The Evening Mail

Two noteworthy items today via Romenesko, which is not a buffet of stupid for once:

One of my favorite writers, Paul Salopek of the Trib, gets a big prize. Salopek’s stories unfold like novels, compelling, human, with leads that ring in your head for days. I’ll read anything he writes. Good to see people who do hard jobs well getting rewarded.

Hell yeah:

Of course, my words are protected by the full faith and credit of the San Francisco Chronicle, which is, as you know, either a tool of big money interests or a blatantly liberal propaganda rag, depending on which letter writer you read. And yet, despite both the pajamas and my editors at The Chronicle, I have printed things that were not true. I once wrote something about Jerry Brown that was so not true that I ran around the house screaming “oh my God” when I found out about it. I retracted the lie and apologized. This is how humans operate. We don’t expect perfection; we expect decency. (Note to Robert Novak: decency. Try to remember that.)

Bloggers are just columnists without newspapers. Some bloggers, like Josh Marshall at Talking Points Memo, are more like reporters with newspapers. The idea that there should be a different legal standard for them is ludicrous.
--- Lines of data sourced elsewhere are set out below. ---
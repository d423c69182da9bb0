//! Rivulet Core - Stream primitives and host value model
//!
//! This crate provides the foundation the stream bridge is built on. It has no
//! knowledge of hosts, watch mechanisms or lifecycles.
//!
//! # Modules
//!
//! - [`reactive`]: `Stream<T>`, a single-threaded push stream with synchronous,
//!   glitch-free propagation, the derivation combinators (`map`, `scan`,
//!   `filter`, `combine`, `combine_all`, `merge`) and end propagation.
//! - [`value`]: `HostValue`, the content of a host property (undefined, plain
//!   data, or a stream).
//! - [`settings`]: `BridgeSettings`, loaded from TOML and environment.
//! - [`errors`]: `RivuletError` and the crate `Result` alias.

#![forbid(unsafe_code)]

/// Unified error handling
pub mod errors;

/// Push streams and combinators
pub mod reactive;

/// Bridge settings (reserved names, diagnostics, watch policy)
pub mod settings;

/// Host property values
pub mod value;

pub use errors::{Result, RivuletError};
pub use reactive::{ListenerId, Stream, StreamCapability, StreamId};
pub use settings::BridgeSettings;
pub use value::{HostValue, Value};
This is all free speech, and this is all journalism. There are fewer newspapers, but there are more blogs. There is a net gain in information. This is a good thing.

The mainstream media has been very slow to accept the world of cyberspace. Because I got online very early, there was a whole decade in which I got to pick up stories that were lying around on the ground like emeralds. I heard about the wonders of the computer game Myst online, and wangled two cover stories for Wired magazine out of that data point. I heard about the Patrick O’Brian Aubrey-Maturin series online, and my praise was one of the key events in bringing O’Brian into general literary consciousness. I heard about the movie “Rivers and Tides” online, and my column about it allowed Roxie Cinema to get national distribution for this now beloved documentary.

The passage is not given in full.